Carolina Preece of Den of Geek disliked the episode, but praised the show as a whole, writing, "At its best, Pretty Little Liars was a Taylor Swift song, a Hitchcock movie, a philosophy lecture and a soap opera all at once. It was somehow about fluid identities, self-actualisation and how the patriarchy is crushing us all at the same time as being about fashion and dating." She also glorified Mona character, titling it "the best thing the show ever did."

Some television critics were welcoming towards the introduction of Spencer's identical twin sister. Gavin Hetherington of SpoilerTV enjoyed Alex's reveal as "A.D." and her connection to Spencer, stating it was "actually well done." Yana Grebenyuk of TVFanatic echoes the same sentiments of praise, writing that "Alex delivered above and beyond what a Spencer twin could have actually turned out to be.

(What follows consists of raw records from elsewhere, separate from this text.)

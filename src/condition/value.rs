use serde::{Deserialize, Serialize};
use serde_json::{Number, Value};

/// How `==`, `!=` and membership tests compare values.
#[derive(Debug, Clone, Copy, Default, PartialEq, Eq, Serialize, Deserialize)]
#[serde(rename_all = "lowercase")]
pub enum EqualityMode {
    /// Primitives are compared after normalising to their string form, so
    /// `"10" == 10` and `"true" == true` hold.
    #[default]
    Loose,
    /// Values must have the same JSON type. Numbers still compare numerically.
    Strict,
}

/// Coerces a value to a number. Only numbers and numeric strings qualify.
pub fn to_number(value: &Value) -> Option<f64> {
    match value {
        Value::Number(n) => n.as_f64(),
        Value::String(s) => {
            let trimmed = s.trim();
            if trimmed.is_empty() {
                return None;
            }
            trimmed.parse::<f64>().ok().filter(|n| n.is_finite())
        }
        _ => None,
    }
}

/// String form of a scalar, used by the prefix/suffix/substring operators.
pub fn to_text(value: &Value) -> Option<String> {
    match value {
        Value::String(s) => Some(s.clone()),
        Value::Number(n) => Some(format_number(n)),
        Value::Bool(b) => Some(b.to_string()),
        _ => None,
    }
}

/// Like `to_text`, but `null` normalises to `"null"` so it can take part in equality.
fn primitive_text(value: &Value) -> Option<String> {
    match value {
        Value::Null => Some("null".to_string()),
        other => to_text(other),
    }
}

/// Formats a number the way it would print in a JSON document authored by hand:
/// whole floats lose their fractional part.
pub fn format_number(n: &Number) -> String {
    if n.is_f64() {
        if let Some(f) = n.as_f64() {
            if f.fract() == 0.0 && f.abs() < 1e15 {
                return format!("{}", f as i64);
            }
            return format!("{}", f);
        }
    }
    n.to_string()
}

pub fn values_equal(actual: &Value, expected: &Value, mode: EqualityMode) -> bool {
    if let (Value::Number(a), Value::Number(b)) = (actual, expected) {
        return a.as_f64() == b.as_f64();
    }
    match mode {
        EqualityMode::Strict => actual == expected,
        EqualityMode::Loose => match (primitive_text(actual), primitive_text(expected)) {
            (Some(a), Some(b)) => a == b,
            _ => actual == expected,
        },
    }
}

/// `undefined`, `null`, `""` and `[]` are empty.
pub fn is_empty(value: Option<&Value>) -> bool {
    match value {
        None | Some(Value::Null) => true,
        Some(Value::String(s)) => s.is_empty(),
        Some(Value::Array(items)) => items.is_empty(),
        Some(_) => false,
    }
}
#[async_trait]
impl UserRepository for StoreRepository {
    async fn create(&self, name: &str, email: &str) -> RepositoryResult<User> {
        let _guard = self.write_lock.lock().await;
        let email = email.trim().to_lowercase();
        let existing = Self::scan::<User>(self.users.as_ref()).await?;
        if existing.iter().any(|u| u.email == email) {
            return Err(RepositoryError::Duplicate(format!(
                "user with email {email} already exists"
            )));
        }

        let now = Utc::now();
        let user = User {
            id: self.next_id("users").await?,
            name: name.to_string(),
            email,
            created_at: now,
            updated_at: now,
            deleted_at: None,
        };
        Self::save(self.users.as_ref(), &user).await?;
        Ok(user)
    }

    async fn get_by_id(&self, id: UserId) -> RepositoryResult<User> {
        Self::load(self.users.as_ref(), id).await
    }

    async fn get_by_email(&self, email: &str) -> RepositoryResult<Option<User>> {
        let email = email.trim().to_lowercase();
        Ok(Self::scan::<User>(self.users.as_ref())
            .await?
            .into_iter()
            .find(|u| u.email == email))
    }

    async fn update(&self, user: &User) -> RepositoryResult<User> {
        let _guard = self.write_lock.lock().await;
        Self::replace(self.users.as_ref(), user).await
    }

    async fn delete(&self, id: UserId) -> RepositoryResult<()> {
        let _guard = self.write_lock.lock().await;
        Self::soft_delete::<User>(self.users.as_ref(), id).await
    }
}
use crate::core::model::{ExpenseStatus, ReportStatus};
use comfy_table::modifiers::UTF8_ROUND_CORNERS;
use comfy_table::presets::UTF8_FULL;
use comfy_table::{Attribute, Cell, CellAlignment, Color, ContentArrangement, Table};
use console::style;

/// Defines different styles for text elements.
pub enum StyleType {
    Title,
    TotalLabel,
    TotalValue,
    Warning,
    Subtle,
}

/// Applies a consistent style to a string.
pub fn style_text(text: &str, style_type: StyleType) -> String {
    let styled = match style_type {
        StyleType::Title => style(text).bold().underlined(),
        StyleType::TotalLabel => style(text).bold(),
        StyleType::TotalValue => style(text).green().bold(),
        StyleType::Warning => style(text).yellow(),
        StyleType::Subtle => style(text).dim(),
    };
    styled.to_string()
}

/// Creates a new `comfy_table::Table` with standard styling.
pub fn new_styled_table() -> Table {
    let mut table = Table::new();
    table
        .load_preset(UTF8_FULL)
        .apply_modifier(UTF8_ROUND_CORNERS)
        .set_content_arrangement(ContentArrangement::Dynamic);
    table
}

/// Creates a styled header cell for a table.
pub fn header_cell(text: &str) -> Cell {
    Cell::new(text)
        .fg(Color::Cyan)
        .add_attribute(Attribute::Bold)
}

/// Right-aligned amount with two decimals.
pub fn amount_cell(amount: f64, currency: &str) -> Cell {
    Cell::new(format!("{amount:.2} {currency}")).set_alignment(CellAlignment::Right)
}

/// Text cell that shows "-" when empty.
pub fn optional_text_cell(text: &str) -> Cell {
    if text.is_empty() {
        Cell::new("-").fg(Color::DarkGrey)
    } else {
        Cell::new(text)
    }
}

pub fn report_status_cell(status: ReportStatus) -> Cell {
    let color = match status {
        ReportStatus::Draft => Color::Yellow,
        ReportStatus::Submitted => Color::Blue,
        ReportStatus::Approved => Color::Green,
    };
    Cell::new(status.to_string()).fg(color)
}

pub fn expense_status_cell(status: ExpenseStatus) -> Cell {
    let color = match status {
        ExpenseStatus::Pending => Color::Yellow,
        ExpenseStatus::Approved => Color::Green,
        ExpenseStatus::Rejected => Color::Red,
    };
    Cell::new(status.to_string()).fg(color)
}

/// "Page 2 of 5 (42 total)" footer for paged listings.
pub fn page_footer(page: u32, per_page: u32, total: u64) -> String {
    let pages = total.div_ceil(u64::from(per_page.max(1))).max(1);
    style_text(
        &format!("Page {page} of {pages} ({total} total)"),
        StyleType::Subtle,
    )
}

#[cfg(test)]
mod tests {
    use super::*;

    #[test]
    fn test_page_footer_counts_pages() {
        console::set_colors_enabled(false);
        assert_eq!(page_footer(1, 10, 0), "Page 1 of 1 (0 total)");
        assert_eq!(page_footer(2, 10, 21), "Page 2 of 3 (21 total)");
    }
}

She was truly everything A.D. should have been, including ruthless and ready to kill anyone in her way."

Conversely, Isabella Biedenharn of Entertainment Weekly was unhappy towards some of Alex's characteristics, asking herself: "did she really need to have a Cockney accent?! Couldn’t she just be regular British, if she had to be British at all?" While writing for Vulture, Goldstein gave the character introduction an unfavorable review, saying: "For me, it came way too late in the game to pack any punch, except for the punch she used to knock Spencer out. The idea that Alex wants to single white female Spencer because she’s jealous that Spencer won the parent lottery — which is really saying something about that lousy orphanage, considering Mr. Hastings’s whole deal — is not exactly all that original or exciting of a concept."

=== Ratings ===
"Till Death Do Us Part" was viewed by 1.41 million viewers upon its first broadcast, acquiring a 0.7 Nielsen rating/share among the 18–49 demographic. It was second most watched episode of the season, and was slightly up from the sixth-season finale a year ago.

The "A-List Wrap Party" special was watched by 0.62 million viewers.